否定も拒絶もしないことをどう解釈したのか、男は鷹彦を引き寄せた。
「いやぁ、何せ君のお父上の遺伝子は優秀だったろう? 早くに亡くなられたのが惜しいものだ。しかしながら、この世には更に優秀な君たちがいる……突出した才は後世に残すべきだ。違うかね?」
話しているうちに熱くなってきたのか、身振り手振りまで加えて熱弁し始める。鷹彦は一つ溜息を吐くと、するりと男の腕から逃れた。
「すいません、仕事が控えているので。その話はまた後日にでも」
腰をかがめて自販機からカフェオレを取り出すと、事務的にそう告げる。男はまだ何か言いたげだったが、それを遮るようにポケットで狼が鳴いた。

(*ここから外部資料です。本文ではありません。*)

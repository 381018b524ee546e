/**
 * In-Memory Store
 *
 * HashMap-backed implementation of the store contract. Used by every
 * test and as the fallback when no `DATABASE_URL` is configured, so a
 * dev server comes up with zero external services.
 */

use std::collections::HashMap;
use std::sync::atomic::{AtomicUsize, Ordering};
use std::sync::RwLock;

use async_trait::async_trait;
use uuid::Uuid;

use crate::mail::model::{MailRecord, MailStatus};
use crate::store::{Store, StoreError};
use crate::users::model::{UserPatch, UserRecord};

/// In-memory store. Cheap to construct, contents die with the process.
#[derive(Default)]
pub struct MemoryStore {
    users: RwLock<HashMap<String, UserRecord>>,
    mail: RwLock<HashMap<Uuid, MailRecord>>,
    user_merges: AtomicUsize,
}

impl MemoryStore {
    pub fn new() -> Self {
        Self::default()
    }

    /// Number of `merge_user` calls so far. Tests use this to assert
    /// that idempotent paths perform no redundant writes.
    pub fn user_merge_count(&self) -> usize {
        self.user_merges.load(Ordering::SeqCst)
    }

    /// Number of mail records currently held.
    pub fn mail_count(&self) -> usize {
        self.mail.read().unwrap().len()
    }
}

#[async_trait]
impl Store for MemoryStore {
    async fn get_user(&self, id: &str) -> Result<Option<UserRecord>, StoreError> {
        Ok(self.users.read().unwrap().get(id).cloned())
    }

    async fn merge_user(&self, id: &str, patch: UserPatch) -> Result<(), StoreError> {
        self.user_merges.fetch_add(1, Ordering::SeqCst);
        let mut users = self.users.write().unwrap();
        let record = users
            .entry(id.to_string())
            .or_insert_with(|| UserRecord::new(id));
        patch.apply(record);
        Ok(())
    }

    async fn find_user_by_username_lower(
        &self,
        username_lower: &str,
    ) -> Result<Option<UserRecord>, StoreError> {
        Ok(self
            .users
            .read()
            .unwrap()
            .values()
            .find(|u| !u.username_lower.is_empty() && u.username_lower == username_lower)
            .cloned())
    }

    async fn find_user_by_username_exact(
        &self,
        username: &str,
    ) -> Result<Option<UserRecord>, StoreError> {
        Ok(self
            .users
            .read()
            .unwrap()
            .values()
            .find(|u| !u.username.is_empty() && u.username == username)
            .cloned())
    }

    async fn insert_mail(&self, record: &MailRecord) -> Result<(), StoreError> {
        self.mail.write().unwrap().insert(record.id, record.clone());
        Ok(())
    }

    async fn get_mail(&self, id: Uuid) -> Result<Option<MailRecord>, StoreError> {
        Ok(self.mail.read().unwrap().get(&id).cloned())
    }

    async fn patch_mail_status(
        &self,
        id: Uuid,
        status: MailStatus,
        provider_ref: Option<String>,
    ) -> Result<(), StoreError> {
        let mut mail = self.mail.write().unwrap();
        if let Some(record) = mail.get_mut(&id) {
            record.status = status;
            if provider_ref.is_some() {
                record.provider_ref = provider_ref;
            }
        }
        Ok(())
    }

    async fn delete_mail(&self, id: Uuid) -> Result<bool, StoreError> {
        Ok(self.mail.write().unwrap().remove(&id).is_some())
    }

    async fn list_mail_to(
        &self,
        username_lower: &str,
        limit: u32,
    ) -> Result<Vec<MailRecord>, StoreError> {
        Ok(filtered(
            &self.mail.read().unwrap(),
            |r| r.to_username_lower == username_lower,
            limit,
        ))
    }

    async fn list_mail_from(
        &self,
        username_lower: &str,
        limit: u32,
    ) -> Result<Vec<MailRecord>, StoreError> {
        Ok(filtered(
            &self.mail.read().unwrap(),
            |r| r.from_username_lower == username_lower,
            limit,
        ))
    }
}

fn filtered(
    mail: &HashMap<Uuid, MailRecord>,
    predicate: impl Fn(&MailRecord) -> bool,
    limit: u32,
) -> Vec<MailRecord> {
    let mut records: Vec<MailRecord> = mail.values().filter(|r| predicate(r)).cloned().collect();
    records.sort_by(|a, b| b.created_at.cmp(&a.created_at));
    records.truncate(limit as usize);
    records
}

#[cfg(test)]
mod tests {
    use super::*;
    use crate::mail::model::Provider;
    use chrono::{Duration, Utc};

    fn mail_record(to_lower: &str, created_offset_secs: i64) -> MailRecord {
        MailRecord {
            id: Uuid::new_v4(),
            from_username: "Jack".to_string(),
            from_username_lower: "jack".to_string(),
            to_username: "Cole".to_string(),
            to_username_lower: to_lower.to_string(),
            subject: None,
            body: "hi".to_string(),
            body_html: "<html></html>".to_string(),
            images: Vec::new(),
            status: MailStatus::Stored,
            provider: Provider::None,
            provider_ref: None,
            created_at: Utc::now() + Duration::seconds(created_offset_secs),
        }
    }

    #[tokio::test]
    async fn test_merge_creates_then_updates() {
        let store = MemoryStore::new();
        store
            .merge_user("u1", UserPatch::username("Cole", "cole"))
            .await
            .unwrap();

        let mut patch = UserPatch::default();
        patch.display_name = Some("Cole M".to_string());
        store.merge_user("u1", patch).await.unwrap();

        let user = store.get_user("u1").await.unwrap().unwrap();
        assert_eq!(user.username, "Cole");
        assert_eq!(user.display_name.as_deref(), Some("Cole M"));
        assert_eq!(store.user_merge_count(), 2);
    }

    #[tokio::test]
    async fn test_username_lookups_skip_empty() {
        let store = MemoryStore::new();
        store.merge_user("u1", UserPatch::default()).await.unwrap();

        assert!(store
            .find_user_by_username_lower("")
            .await
            .unwrap()
            .is_none());
        assert!(store.find_user_by_username_exact("").await.unwrap().is_none());
    }

    #[tokio::test]
    async fn test_listing_orders_newest_first_and_limits() {
        let store = MemoryStore::new();
        for offset in 0..5 {
            store.insert_mail(&mail_record("cole", offset)).await.unwrap();
        }

        let records = store.list_mail_to("cole", 3).await.unwrap();
        assert_eq!(records.len(), 3);
        assert!(records[0].created_at >= records[1].created_at);
        assert!(records[1].created_at >= records[2].created_at);
    }

    #[tokio::test]
    async fn test_delete_reports_existence() {
        let store = MemoryStore::new();
        let record = mail_record("cole", 0);
        store.insert_mail(&record).await.unwrap();

        assert!(store.delete_mail(record.id).await.unwrap());
        assert!(!store.delete_mail(record.id).await.unwrap());
    }

    #[tokio::test]
    async fn test_patch_keeps_existing_provider_ref() {
        let store = MemoryStore::new();
        let record = mail_record("cole", 0);
        store.insert_mail(&record).await.unwrap();

        store
            .patch_mail_status(record.id, MailStatus::Sent, Some("ltr_123".to_string()))
            .await
            .unwrap();
        store
            .patch_mail_status(record.id, MailStatus::Sent, None)
            .await
            .unwrap();

        let stored = store.get_mail(record.id).await.unwrap().unwrap();
        assert_eq!(stored.status, MailStatus::Sent);
        assert_eq!(stored.provider_ref.as_deref(), Some("ltr_123"));
    }
}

失礼、と簡潔に一言断って画面をスワイプし、耳に当てながら歩き出した。
「どうした?」
『定期連絡だよ。シロは元気でーす』
ややふざけたトーンの声にそう告げられ、鷹彦は眉間にしわを刻んだ。
「そうか、お疲れ様。切るぞ」
『あちょ、待って待って!』
焦った声の奥からくすくすと笑うのが聞こえてくる。おそらく紬と司狼だろう。本当に切られると思ったのか、慌てて声を上げた。
『今大丈夫?』
「大丈夫だ……むしろタイミング良かったな」
ちらりと後ろを窺いながら話を続ける。鷹彦にまとわりついていた男はもう見えなかった。
『あぁ、仲人おじさん?』
「いや、遺伝子銀行おじさん」
あぁそう? と若干トーンの下がった声に冗談めかして言ったことを後悔した。とは言え吐いた言葉は呑み込めない。無理やりに会話を方向転換するために口を開く。
「で? なんの用だ」
『今から紬ちゃん連れてそっちに向かうから、準備しといて欲しいなって』
「了解。どのくらいで着く?」
『何もなければ一時間ちょっとくらいかな』
こればっかりは祈るしかないね、と軽い調子でそう言った要に溜息を吐く。再び了解、と言って通話を切った。
タブレットを取り出して起動し、画面を操作していく。
「スズ、医療室の予約と機材の調整を頼む」
わふ、と小さく鳴いた灰色の狼が画面奥へと走り去っていった。
「……才能だけで全て上手くいくものか」
吐き捨てるような呟きは廊下に転がり落ちた末にドクター・シューズに踏みつぶされた。
鷹彦君はデザイナーベビーたちの健康管理も受け持ってます。